- [How to complete this task]:
Isolate every line in the records below with "types" in it.

Data provided section start

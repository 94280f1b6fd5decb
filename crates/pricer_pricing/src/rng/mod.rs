//! # Random Number Generation
//!
//! Seeded pseudo-random numbers for Monte Carlo simulation.
//!
//! - **Reproducibility**: every generator is created from an explicit seed
//! - **Efficiency**: zero-allocation batch fills via `&mut [f64]` slices
//!
//! Draws are always taken sequentially from one generator; parallelism in
//! the engines is applied only after the draws for a step are fixed.

mod prng;

pub use prng::PricerRng;
//! Output formatting (table and JSON)

use std::fmt::Write as _;
use std::str::FromStr;

use crate::CliError;

/// Output format for command results
#[derive(Debug, Clone, Copy, PartialEq, Eq, Default)]
pub enum OutputFormat {
    #[default]
    Table,
    Json,
}

impl FromStr for OutputFormat {
    type Err = CliError;

    fn from_str(s: &str) -> Result<Self, Self::Err> {
        match s.to_lowercase().as_str() {
            "table" => Ok(OutputFormat::Table),
            "json" => Ok(OutputFormat::Json),
            other => Err(CliError::InvalidArgument(format!(
                "Unknown format: {}. Supported: table, json",
                other
            ))),
        }
    }
}

/// Two-column key/value table with box-drawing borders.
#[derive(Debug, Default)]
pub struct Table {
    title: String,
    rows: Vec<(String, String)>,
}

impl Table {
    pub fn new(title: impl Into<String>) -> Self {
        Self {
            title: title.into(),
            rows: Vec::new(),
        }
    }

    pub fn row(&mut self, key: impl Into<String>, value: impl Into<String>) -> &mut Self {
        self.rows.push((key.into(), value.into()));
        self
    }

    pub fn render(&self) -> String {
        let key_width = self
            .rows
            .iter()
            .map(|(k, _)| k.chars().count())
            .max()
            .unwrap_or(0)
            .max(self.title.chars().count());
        let value_width = self
            .rows
            .iter()
            .map(|(_, v)| v.chars().count())
            .max()
            .unwrap_or(0);

        let bar = |left: &str, mid: &str, right: &str| {
            format!(
                "{}{}{}{}{}\n",
                left,
                "─".repeat(key_width + 2),
                mid,
                "─".repeat(value_width + 2),
                right
            )
        };

        let mut out = String::new();
        out.push_str(&bar("┌", "┬", "┐"));
        let _ = writeln!(
            out,
            "│ {:<kw$} │ {:>vw$} │",
            self.title,
            "",
            kw = key_width,
            vw = value_width
        );
        out.push_str(&bar("├", "┼", "┤"));
        for (key, value) in &self.rows {
            let _ = writeln!(
                out,
                "│ {:<kw$} │ {:>vw$} │",
                key,
                value,
                kw = key_width,
                vw = value_width
            );
        }
        out.push_str(&bar("└", "┴", "┘"));
        out
    }
}

/// `$1,234.56`
pub fn money(value: f64) -> String {
    let cents = format!("{:.2}", value.abs());
    let (int_part, frac) = cents.split_once('.').unwrap_or((cents.as_str(), "00"));
    let mut grouped = String::new();
    for (i, ch) in int_part.chars().enumerate() {
        if i > 0 && (int_part.len() - i) % 3 == 0 {
            grouped.push(',');
        }
        grouped.push(ch);
    }
    let sign = if value < 0.0 { "-" } else { "" };
    format!("{}${}.{}", sign, grouped, frac)
}

/// `5.00%`
pub fn percent(value: f64) -> String {
    format!("{:.2}%", value * 100.0)
}
//! CLI configuration management
//!
//! Handles loading configuration from a TOML file and environment variables.
//! Command-line flags are applied last by the individual commands.
//!
//! ```toml
//! [logging]
//! level = "info"
//!
//! [monte_carlo]
//! n_paths = 10000
//! n_steps = 252
//! seed = 120
//! discounting = "discounted"
//!
//! [lattice]
//! n_periods = 200
//! style = "european"
//! ```

use std::path::{Path, PathBuf};
use std::str::FromStr;

use pricer_core::types::ExerciseStyle;
use pricer_models::lattice::MAX_PERIODS;
use pricer_pricing::mc::{Discounting, MonteCarloConfig, DEFAULT_PATHS, DEFAULT_SEED, DEFAULT_STEPS};
use pricer_pricing::request::DEFAULT_LATTICE_PERIODS;
use serde::Deserialize;
use thiserror::Error;

/// Configuration file looked up in the working directory when `--config`
/// is not given.
pub const DEFAULT_CONFIG_FILE: &str = "pricer.toml";

/// Configuration error types
#[derive(Debug, Error)]
pub enum ConfigError {
    #[error("Invalid log level: {0}. Must be one of: trace, debug, info, warn, error")]
    InvalidLogLevel(String),

    #[error("Invalid value for {key}: {reason}")]
    InvalidValue { key: &'static str, reason: String },

    #[error("Configuration file error: {0}")]
    FileError(String),

    #[error("Environment variable error: {0}")]
    EnvError(String),
}

/// Log levels supported by the CLI
#[derive(Debug, Clone, Copy, PartialEq, Eq, Default)]
pub enum LogLevel {
    Trace,
    Debug,
    #[default]
    Info,
    Warn,
    Error,
}

impl FromStr for LogLevel {
    type Err = ConfigError;

    fn from_str(s: &str) -> Result<Self, Self::Err> {
        match s.to_lowercase().as_str() {
            "trace" => Ok(LogLevel::Trace),
            "debug" => Ok(LogLevel::Debug),
            "info" => Ok(LogLevel::Info),
            "warn" => Ok(LogLevel::Warn),
            "error" => Ok(LogLevel::Error),
            _ => Err(ConfigError::InvalidLogLevel(s.to_string())),
        }
    }
}

impl LogLevel {
    /// Convert log level to tracing filter string
    pub fn as_filter_str(&self) -> &'static str {
        match self {
            LogLevel::Trace => "trace",
            LogLevel::Debug => "debug",
            LogLevel::Info => "info",
            LogLevel::Warn => "warn",
            LogLevel::Error => "error",
        }
    }
}

impl std::fmt::Display for LogLevel {
    fn fmt(&self, f: &mut std::fmt::Formatter<'_>) -> std::fmt::Result {
        write!(f, "{}", self.as_filter_str())
    }
}

fn parse_field<'de, D, T>(deserializer: D) -> Result<T, D::Error>
where
    D: serde::Deserializer<'de>,
    T: FromStr,
    T::Err: std::fmt::Display,
{
    let s = String::deserialize(deserializer)?;
    T::from_str(&s).map_err(serde::de::Error::custom)
}

/// `[logging]` section
#[derive(Debug, Clone, Default, Deserialize)]
#[serde(default, deny_unknown_fields)]
pub struct LoggingConfig {
    /// Default filter when `RUST_LOG` is unset
    #[serde(deserialize_with = "parse_field")]
    pub level: LogLevel,
}

/// `[monte_carlo]` section
#[derive(Debug, Clone, Deserialize)]
#[serde(default, deny_unknown_fields)]
pub struct MonteCarloSection {
    /// Number of simulated paths
    pub n_paths: usize,
    /// Time steps per path
    pub n_steps: usize,
    /// Generator seed
    pub seed: u64,
    /// `discounted` or `undiscounted`
    #[serde(deserialize_with = "parse_field")]
    pub discounting: Discounting,
}

impl Default for MonteCarloSection {
    fn default() -> Self {
        Self {
            n_paths: DEFAULT_PATHS,
            n_steps: DEFAULT_STEPS,
            seed: DEFAULT_SEED,
            discounting: Discounting::default(),
        }
    }
}

/// `[lattice]` section
#[derive(Debug, Clone, Deserialize)]
#[serde(default, deny_unknown_fields)]
pub struct LatticeSection {
    /// Number of lattice periods
    pub n_periods: usize,
    /// `european` or `american`
    #[serde(deserialize_with = "parse_field")]
    pub style: ExerciseStyle,
}

impl Default for LatticeSection {
    fn default() -> Self {
        Self {
            n_periods: DEFAULT_LATTICE_PERIODS,
            style: ExerciseStyle::default(),
        }
    }
}

/// Effective CLI configuration
#[derive(Debug, Clone, Default, Deserialize)]
#[serde(default, deny_unknown_fields)]
pub struct PricerConfig {
    /// Logging settings
    pub logging: LoggingConfig,
    /// Monte Carlo defaults
    pub monte_carlo: MonteCarloSection,
    /// Lattice defaults
    pub lattice: LatticeSection,
    /// File the configuration was read from, if any
    #[serde(skip)]
    pub source: Option<PathBuf>,
}

impl PricerConfig {
    /// Load configuration from a TOML file
    pub fn from_file(path: &Path) -> Result<Self, ConfigError> {
        let content = std::fs::read_to_string(path).map_err(|e| {
            ConfigError::FileError(format!("Failed to read {}: {}", path.display(), e))
        })?;

        let mut config = Self::from_toml_str(&content)?;
        config.source = Some(path.to_path_buf());
        Ok(config)
    }

    /// Parse configuration from TOML text
    pub fn from_toml_str(content: &str) -> Result<Self, ConfigError> {
        let config: PricerConfig = toml::from_str(content)
            .map_err(|e| ConfigError::FileError(format!("Failed to parse TOML: {}", e)))?;
        config.validate()?;
        Ok(config)
    }

    /// Apply overrides from a variable lookup (`PRICER_LOG_LEVEL`, `PRICER_SEED`)
    pub fn apply_env_with<F>(&mut self, lookup: F) -> Result<(), ConfigError>
    where
        F: Fn(&str) -> Option<String>,
    {
        if let Some(level) = lookup("PRICER_LOG_LEVEL") {
            self.logging.level = LogLevel::from_str(&level)?;
        }

        if let Some(seed) = lookup("PRICER_SEED") {
            self.monte_carlo.seed = seed.trim().parse().map_err(|_| {
                ConfigError::EnvError(format!("PRICER_SEED must be an unsigned integer, got '{}'", seed))
            })?;
        }

        Ok(())
    }

    /// Apply overrides from the process environment
    pub fn apply_env(&mut self) -> Result<(), ConfigError> {
        self.apply_env_with(|key| std::env::var(key).ok())
    }

    /// Validate the configuration
    pub fn validate(&self) -> Result<(), ConfigError> {
        self.monte_carlo_config().map_err(|e| ConfigError::InvalidValue {
            key: "monte_carlo",
            reason: e.to_string(),
        })?;

        if self.lattice.n_periods == 0 || self.lattice.n_periods > MAX_PERIODS {
            return Err(ConfigError::InvalidValue {
                key: "lattice.n_periods",
                reason: format!("must be in range [1, {}]", MAX_PERIODS),
            });
        }

        Ok(())
    }

    /// Monte Carlo configuration built from the `[monte_carlo]` section
    pub fn monte_carlo_config(&self) -> Result<MonteCarloConfig, pricer_core::types::PricingError> {
        MonteCarloConfig::builder()
            .n_paths(self.monte_carlo.n_paths)
            .n_steps(self.monte_carlo.n_steps)
            .seed(self.monte_carlo.seed)
            .discounting(self.monte_carlo.discounting)
            .build()
    }
}

/// Build configuration from all sources
///
/// Priority (highest to lowest):
/// 1. Environment variables
/// 2. Config file (`--config`, else `pricer.toml` if present)
/// 3. Default values
///
/// Command-line flags are applied on top by each command.
pub fn load(explicit: Option<&Path>) -> Result<PricerConfig, ConfigError> {
    let mut config = match explicit {
        Some(path) => PricerConfig::from_file(path)?,
        None => {
            let default_path = Path::new(DEFAULT_CONFIG_FILE);
            if default_path.exists() {
                PricerConfig::from_file(default_path)?
            } else {
                PricerConfig::default()
            }
        }
    };

    config.apply_env()?;
    config.validate()?;
    Ok(config)
}

#[cfg(test)]
mod tests {
    use super::*;
    use std::collections::HashMap;
    use std::io::Write;

    #[test]
    fn test_default_config() {
        let config = PricerConfig::default();
        assert_eq!(config.logging.level, LogLevel::Info);
        assert_eq!(config.monte_carlo.n_paths, 10_000);
        assert_eq!(config.monte_carlo.n_steps, 252);
        assert_eq!(config.monte_carlo.seed, 120);
        assert_eq!(config.monte_carlo.discounting, Discounting::RiskNeutral);
        assert_eq!(config.lattice.n_periods, 200);
        assert_eq!(config.lattice.style, ExerciseStyle::European);
        assert!(config.validate().is_ok());
    }

    #[test]
    fn test_log_level_parsing() {
        assert_eq!(LogLevel::from_str("trace").unwrap(), LogLevel::Trace);
        assert_eq!(LogLevel::from_str("DEBUG").unwrap(), LogLevel::Debug);
        assert_eq!(LogLevel::from_str("Info").unwrap(), LogLevel::Info);
        assert_eq!(LogLevel::from_str("WARN").unwrap(), LogLevel::Warn);
        assert_eq!(LogLevel::from_str("error").unwrap(), LogLevel::Error);

        assert!(LogLevel::from_str("invalid").is_err());
    }

    #[test]
    fn test_toml_deserialization() {
        let toml_str = r#"
            [logging]
            level = "debug"

            [monte_carlo]
            n_paths = 5000
            n_steps = 52
            seed = 7
            discounting = "undiscounted"

            [lattice]
            n_periods = 400
            style = "american"
        "#;

        let config = PricerConfig::from_toml_str(toml_str).unwrap();
        assert_eq!(config.logging.level, LogLevel::Debug);
        assert_eq!(config.monte_carlo.n_paths, 5000);
        assert_eq!(config.monte_carlo.n_steps, 52);
        assert_eq!(config.monte_carlo.seed, 7);
        assert_eq!(config.monte_carlo.discounting, Discounting::Undiscounted);
        assert_eq!(config.lattice.n_periods, 400);
        assert_eq!(config.lattice.style, ExerciseStyle::American);
    }

    #[test]
    fn test_partial_toml_deserialization() {
        let config = PricerConfig::from_toml_str("[monte_carlo]\nseed = 99\n").unwrap();
        assert_eq!(config.monte_carlo.seed, 99);
        assert_eq!(config.monte_carlo.n_paths, 10_000);
        assert_eq!(config.lattice.n_periods, 200);
    }

    #[test]
    fn test_invalid_toml_values() {
        assert!(PricerConfig::from_toml_str("[lattice]\nstyle = \"bermudan\"\n").is_err());
        assert!(PricerConfig::from_toml_str("[lattice]\nn_periods = 0\n").is_err());
        assert!(PricerConfig::from_toml_str("[lattice]\nn_periods = 5001\n").is_err());
        assert!(PricerConfig::from_toml_str("[lattice]\nn_periods = 5000\n").is_ok());
        assert!(PricerConfig::from_toml_str(
            "[monte_carlo]\nn_paths = 10000000\nn_steps = 252\n"
        )
        .is_err());
        assert!(PricerConfig::from_toml_str("[monte_carlo]\nn_paths = 0\n").is_err());
        assert!(PricerConfig::from_toml_str("[logging]\nlevel = \"loud\"\n").is_err());
        assert!(PricerConfig::from_toml_str("[unknown]\nkey = 1\n").is_err());
    }

    #[test]
    fn test_env_overrides() {
        let vars: HashMap<&str, &str> =
            [("PRICER_LOG_LEVEL", "warn"), ("PRICER_SEED", "2024")].into();
        let mut config = PricerConfig::default();
        config
            .apply_env_with(|key| vars.get(key).map(|v| v.to_string()))
            .unwrap();
        assert_eq!(config.logging.level, LogLevel::Warn);
        assert_eq!(config.monte_carlo.seed, 2024);
    }

    #[test]
    fn test_env_bad_seed() {
        let mut config = PricerConfig::default();
        let result = config.apply_env_with(|key| {
            (key == "PRICER_SEED").then(|| "not-a-number".to_string())
        });
        assert!(matches!(result, Err(ConfigError::EnvError(_))));
    }

    #[test]
    fn test_from_file_records_source() {
        let mut file = tempfile::NamedTempFile::new().unwrap();
        writeln!(file, "[lattice]\nn_periods = 50").unwrap();

        let config = PricerConfig::from_file(file.path()).unwrap();
        assert_eq!(config.lattice.n_periods, 50);
        assert_eq!(config.source.as_deref(), Some(file.path()));
    }

    #[test]
    fn test_missing_explicit_file() {
        let result = load(Some(Path::new("/definitely/not/here/pricer.toml")));
        assert!(matches!(result, Err(ConfigError::FileError(_))));
    }

    #[test]
    fn test_monte_carlo_config_from_section() {
        let config = PricerConfig::default();
        let mc = config.monte_carlo_config().unwrap();
        assert_eq!(mc.seed(), 120);
        assert_eq!(mc.n_paths(), 10_000);
    }
}
//! # Pricer Models (L2: Business Logic)
//!
//! Deterministic option pricing models.
//!
//! This crate provides:
//! - Black-Scholes-Merton closed form with a continuous dividend yield
//! - Analytical Greeks for diagnostics
//! - Cox-Ross-Rubinstein binomial lattice for European and American exercise
//!
//! ## Design Principles
//!
//! - **Validated inputs**: models are built from `pricer_core::types::PricingParameters`
//! - **Closed enums** for option right and exercise style; only text parsing fails
//! - **Arena storage** for lattices: one allocation per lattice

#![deny(missing_docs)]
#![deny(rustdoc::broken_intra_doc_links)]
#![deny(rustdoc::private_intra_doc_links)]

pub mod analytical;
pub mod lattice;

Data provided section end

- [Exercise output]:
use pricer_core::types::ExerciseStyle;
/// Configuration error types
    pub fn monte_carlo_config(&self) -> Result<MonteCarloConfig, pricer_core::types::PricingError> {
//! - **Validated inputs**: models are built from `pricer_core::types::PricingParameters`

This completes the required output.